* The records
[Start of Attachment]
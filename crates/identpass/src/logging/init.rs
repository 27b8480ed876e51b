use std::sync::Once;

/// Logger configuration.
///
/// `env_filter` follows the `env_logger` filter syntax (e.g. "info", "warn",
/// "identpass=debug,wgpu=warn").
///
/// `write_style` controls ANSI coloring behavior.
#[derive(Debug, Clone)]
pub struct LoggingConfig {
    pub env_filter: Option<String>,
    pub write_style: env_logger::WriteStyle,
}

impl Default for LoggingConfig {
    fn default() -> Self {
        Self {
            env_filter: None,
            write_style: env_logger::WriteStyle::Auto,
        }
    }
}

static INIT: Once = Once::new();

/// Installs `env_logger` as the global logger, once per process.
///
/// Filter precedence: `config.env_filter`, then `RUST_LOG`, then `info` for
/// this crate with `wgpu_core`, `wgpu_hal` and `naga` at `warn`. Later calls,
/// or a logger installed by the host beforehand, leave the existing one in place.
pub fn init_logging(config: LoggingConfig) {
    INIT.call_once(|| {
        let mut builder = env_logger::Builder::new();

        if let Some(filter) = config.env_filter {
            builder.parse_filters(&filter);
        } else if let Ok(filter) = std::env::var("RUST_LOG") {
            builder.parse_filters(&filter);
        } else {
            // wgpu is chatty at info; keep it to warnings unless asked.
            builder
                .filter_level(log::LevelFilter::Info)
                .filter_module("wgpu_core", log::LevelFilter::Warn)
                .filter_module("wgpu_hal", log::LevelFilter::Warn)
                .filter_module("naga", log::LevelFilter::Warn);
        }

        builder.write_style(config.write_style);

        // try_init: a host may already own the global logger.
        if builder.try_init().is_err() {
            log::debug!("global logger already set; keeping it");
            return;
        }

        log::debug!("logging initialized");
    });
}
[End of Attachment]
* What you have to do
All records above are to be printed exactly, with nothing omitted.

* Response for this exercise
filename crates/identpass/src/logging/init.rs
repository 27b8480ed876e51b
use std::sync::Once;

/// Logger configuration.
///
/// `env_filter` follows the `env_logger` filter syntax (e.g. "info", "warn",
/// "identpass=debug,wgpu=warn").
///
/// `write_style` controls ANSI coloring behavior.
#[derive(Debug, Clone)]
pub struct LoggingConfig {
    pub env_filter: Option<String>,
    pub write_style: env_logger::WriteStyle,
}

impl Default for LoggingConfig {
    fn default() -> Self {
        Self {
            env_filter: None,
            write_style: env_logger::WriteStyle::Auto,
        }
    }
}

static INIT: Once = Once::new();

/// Installs `env_logger` as the global logger, once per process.
///
/// Filter precedence: `config.env_filter`, then `RUST_LOG`, then `info` for
/// this crate with `wgpu_core`, `wgpu_hal` and `naga` at `warn`. Later calls,
/// or a logger installed by the host beforehand, leave the existing one in place.
pub fn init_logging(config: LoggingConfig) {
    INIT.call_once(|| {
        let mut builder = env_logger::Builder::new();

        if let Some(filter) = config.env_filter {
            builder.parse_filters(&filter);
        } else if let Ok(filter) = std::env::var("RUST_LOG") {
            builder.parse_filters(&filter);
        } else {
            // wgpu is chatty at info; keep it to warnings unless asked.
            builder
                .filter_level(log::LevelFilter::Info)
                .filter_module("wgpu_core", log::LevelFilter::Warn)
                .filter_module("wgpu_hal", log::LevelFilter::Warn)
                .filter_module("naga", log::LevelFilter::Warn);
        }

        builder.write_style(config.write_style);

        // try_init: a host may already own the global logger.
        if builder.try_init().is_err() {
            log::debug!("global logger already set; keeping it");
            return;
        }

        log::debug!("logging initialized");
    });
}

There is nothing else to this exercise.